**YOUR GOAL:**
Every line below that holds the string "FileRef" should be copied out.

### DATA FOR ANALYSIS

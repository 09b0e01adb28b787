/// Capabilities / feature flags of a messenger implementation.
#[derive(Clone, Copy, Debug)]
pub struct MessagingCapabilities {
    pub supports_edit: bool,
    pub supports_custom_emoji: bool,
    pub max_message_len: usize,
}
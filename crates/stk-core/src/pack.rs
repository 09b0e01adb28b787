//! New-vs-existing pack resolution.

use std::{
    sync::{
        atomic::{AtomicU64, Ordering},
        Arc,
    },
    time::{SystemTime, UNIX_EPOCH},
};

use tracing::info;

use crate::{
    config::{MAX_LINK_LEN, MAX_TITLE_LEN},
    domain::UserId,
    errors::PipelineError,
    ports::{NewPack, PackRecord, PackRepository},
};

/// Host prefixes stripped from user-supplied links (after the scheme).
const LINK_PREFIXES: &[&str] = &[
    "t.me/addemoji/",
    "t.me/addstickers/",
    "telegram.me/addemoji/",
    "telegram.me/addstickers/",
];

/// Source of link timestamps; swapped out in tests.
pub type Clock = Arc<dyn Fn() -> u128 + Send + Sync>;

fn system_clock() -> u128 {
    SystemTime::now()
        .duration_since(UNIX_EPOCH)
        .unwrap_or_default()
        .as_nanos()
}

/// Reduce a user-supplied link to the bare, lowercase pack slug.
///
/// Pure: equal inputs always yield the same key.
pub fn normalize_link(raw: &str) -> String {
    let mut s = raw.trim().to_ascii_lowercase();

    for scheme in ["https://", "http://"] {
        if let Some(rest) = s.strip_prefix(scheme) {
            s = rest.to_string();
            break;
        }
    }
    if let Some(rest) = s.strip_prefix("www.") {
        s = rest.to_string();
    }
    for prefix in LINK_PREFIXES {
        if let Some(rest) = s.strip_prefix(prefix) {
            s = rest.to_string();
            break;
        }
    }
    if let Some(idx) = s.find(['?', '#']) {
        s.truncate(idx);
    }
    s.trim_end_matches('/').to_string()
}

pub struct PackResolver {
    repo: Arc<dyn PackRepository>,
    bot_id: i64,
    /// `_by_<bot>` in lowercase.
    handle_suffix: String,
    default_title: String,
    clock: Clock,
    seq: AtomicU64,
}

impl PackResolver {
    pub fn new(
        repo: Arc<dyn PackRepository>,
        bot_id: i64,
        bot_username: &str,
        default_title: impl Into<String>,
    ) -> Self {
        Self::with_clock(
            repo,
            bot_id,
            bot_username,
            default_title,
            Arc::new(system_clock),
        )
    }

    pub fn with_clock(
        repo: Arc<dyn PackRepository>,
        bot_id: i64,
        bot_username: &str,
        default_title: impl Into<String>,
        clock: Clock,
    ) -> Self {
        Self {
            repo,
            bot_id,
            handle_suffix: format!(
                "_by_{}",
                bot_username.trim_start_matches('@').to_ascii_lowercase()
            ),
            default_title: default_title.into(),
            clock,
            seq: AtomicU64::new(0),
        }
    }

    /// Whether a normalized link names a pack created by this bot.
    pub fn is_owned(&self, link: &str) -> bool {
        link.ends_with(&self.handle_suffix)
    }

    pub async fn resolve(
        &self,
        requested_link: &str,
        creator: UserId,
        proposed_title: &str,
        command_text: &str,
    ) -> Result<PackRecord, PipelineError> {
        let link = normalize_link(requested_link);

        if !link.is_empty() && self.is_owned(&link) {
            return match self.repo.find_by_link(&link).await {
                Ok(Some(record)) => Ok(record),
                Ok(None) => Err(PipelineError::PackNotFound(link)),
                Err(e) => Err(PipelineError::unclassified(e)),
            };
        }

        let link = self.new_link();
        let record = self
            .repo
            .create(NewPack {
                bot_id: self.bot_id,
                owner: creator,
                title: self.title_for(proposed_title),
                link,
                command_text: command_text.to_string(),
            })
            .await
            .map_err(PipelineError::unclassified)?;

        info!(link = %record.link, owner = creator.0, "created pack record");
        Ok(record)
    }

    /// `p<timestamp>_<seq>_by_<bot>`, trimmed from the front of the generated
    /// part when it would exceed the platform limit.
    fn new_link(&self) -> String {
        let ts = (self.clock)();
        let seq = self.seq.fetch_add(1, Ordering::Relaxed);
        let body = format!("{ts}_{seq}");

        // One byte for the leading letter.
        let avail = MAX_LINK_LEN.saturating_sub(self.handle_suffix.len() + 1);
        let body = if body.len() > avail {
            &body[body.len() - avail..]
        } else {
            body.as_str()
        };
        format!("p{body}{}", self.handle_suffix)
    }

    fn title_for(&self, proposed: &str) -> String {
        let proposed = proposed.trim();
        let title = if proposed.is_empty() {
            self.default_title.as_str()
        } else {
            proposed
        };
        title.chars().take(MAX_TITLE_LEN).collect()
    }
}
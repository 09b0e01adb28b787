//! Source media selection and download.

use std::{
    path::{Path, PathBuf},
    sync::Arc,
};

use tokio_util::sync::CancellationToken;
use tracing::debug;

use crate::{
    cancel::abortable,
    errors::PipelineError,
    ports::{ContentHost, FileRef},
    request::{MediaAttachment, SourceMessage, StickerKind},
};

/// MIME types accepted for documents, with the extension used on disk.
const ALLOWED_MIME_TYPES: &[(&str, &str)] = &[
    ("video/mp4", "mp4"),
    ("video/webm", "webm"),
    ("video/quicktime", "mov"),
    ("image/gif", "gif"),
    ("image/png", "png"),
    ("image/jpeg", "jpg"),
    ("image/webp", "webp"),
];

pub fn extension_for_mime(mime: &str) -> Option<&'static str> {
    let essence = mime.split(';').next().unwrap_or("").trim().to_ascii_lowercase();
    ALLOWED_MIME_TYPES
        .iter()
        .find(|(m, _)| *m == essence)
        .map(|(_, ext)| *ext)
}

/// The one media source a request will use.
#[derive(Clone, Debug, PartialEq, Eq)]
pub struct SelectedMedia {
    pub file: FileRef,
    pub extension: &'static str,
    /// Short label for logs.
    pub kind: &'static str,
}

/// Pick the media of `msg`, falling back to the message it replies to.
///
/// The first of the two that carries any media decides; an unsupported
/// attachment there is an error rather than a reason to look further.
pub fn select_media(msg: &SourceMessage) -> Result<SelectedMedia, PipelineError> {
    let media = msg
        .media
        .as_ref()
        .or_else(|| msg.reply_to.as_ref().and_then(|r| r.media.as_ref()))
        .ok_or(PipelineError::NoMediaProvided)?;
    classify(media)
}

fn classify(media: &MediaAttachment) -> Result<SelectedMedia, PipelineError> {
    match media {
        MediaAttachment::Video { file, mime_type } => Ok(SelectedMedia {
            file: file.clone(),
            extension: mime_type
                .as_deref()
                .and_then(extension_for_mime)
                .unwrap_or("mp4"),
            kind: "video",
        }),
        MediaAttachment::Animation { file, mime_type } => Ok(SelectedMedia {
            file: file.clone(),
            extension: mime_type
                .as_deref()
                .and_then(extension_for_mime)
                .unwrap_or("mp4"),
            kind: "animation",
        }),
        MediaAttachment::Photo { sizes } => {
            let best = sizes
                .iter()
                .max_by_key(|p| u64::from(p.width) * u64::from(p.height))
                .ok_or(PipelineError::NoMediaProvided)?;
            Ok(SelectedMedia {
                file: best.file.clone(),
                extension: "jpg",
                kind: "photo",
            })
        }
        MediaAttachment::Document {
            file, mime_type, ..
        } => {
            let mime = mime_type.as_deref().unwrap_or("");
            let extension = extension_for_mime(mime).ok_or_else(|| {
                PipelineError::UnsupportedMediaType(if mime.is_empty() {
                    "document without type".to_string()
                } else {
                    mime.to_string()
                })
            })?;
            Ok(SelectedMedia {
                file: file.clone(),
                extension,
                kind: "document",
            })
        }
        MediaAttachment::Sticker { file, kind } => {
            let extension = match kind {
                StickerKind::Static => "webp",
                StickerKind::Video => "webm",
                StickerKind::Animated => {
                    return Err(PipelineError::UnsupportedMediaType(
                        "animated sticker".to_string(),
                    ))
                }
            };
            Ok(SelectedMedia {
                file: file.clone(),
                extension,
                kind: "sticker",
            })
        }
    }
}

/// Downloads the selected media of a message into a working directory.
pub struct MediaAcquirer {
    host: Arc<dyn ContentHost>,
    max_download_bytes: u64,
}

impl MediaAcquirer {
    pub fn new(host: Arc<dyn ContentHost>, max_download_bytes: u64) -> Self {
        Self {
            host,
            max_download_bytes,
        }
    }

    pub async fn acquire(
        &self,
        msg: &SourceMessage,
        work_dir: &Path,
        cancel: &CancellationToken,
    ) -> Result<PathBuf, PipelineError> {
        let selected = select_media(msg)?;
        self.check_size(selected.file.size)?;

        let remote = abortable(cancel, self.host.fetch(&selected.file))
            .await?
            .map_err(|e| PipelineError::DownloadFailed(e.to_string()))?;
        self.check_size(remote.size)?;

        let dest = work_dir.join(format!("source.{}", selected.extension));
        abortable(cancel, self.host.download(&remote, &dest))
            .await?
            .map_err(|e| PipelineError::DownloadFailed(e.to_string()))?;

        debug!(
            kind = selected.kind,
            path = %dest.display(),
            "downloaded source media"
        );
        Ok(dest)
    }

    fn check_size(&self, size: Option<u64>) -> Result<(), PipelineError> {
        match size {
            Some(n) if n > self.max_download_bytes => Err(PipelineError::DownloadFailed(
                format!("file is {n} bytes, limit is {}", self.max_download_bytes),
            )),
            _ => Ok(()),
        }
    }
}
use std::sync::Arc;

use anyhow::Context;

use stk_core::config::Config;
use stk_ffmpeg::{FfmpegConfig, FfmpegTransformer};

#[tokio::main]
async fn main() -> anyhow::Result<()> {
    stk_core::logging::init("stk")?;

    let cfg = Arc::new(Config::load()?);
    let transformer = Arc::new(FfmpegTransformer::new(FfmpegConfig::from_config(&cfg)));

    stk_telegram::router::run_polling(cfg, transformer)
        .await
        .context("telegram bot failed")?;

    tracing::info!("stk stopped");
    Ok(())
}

######

**WRITTEN SOLUTION:**
    ports::{ContentHost, FileRef},
    pub file: FileRef,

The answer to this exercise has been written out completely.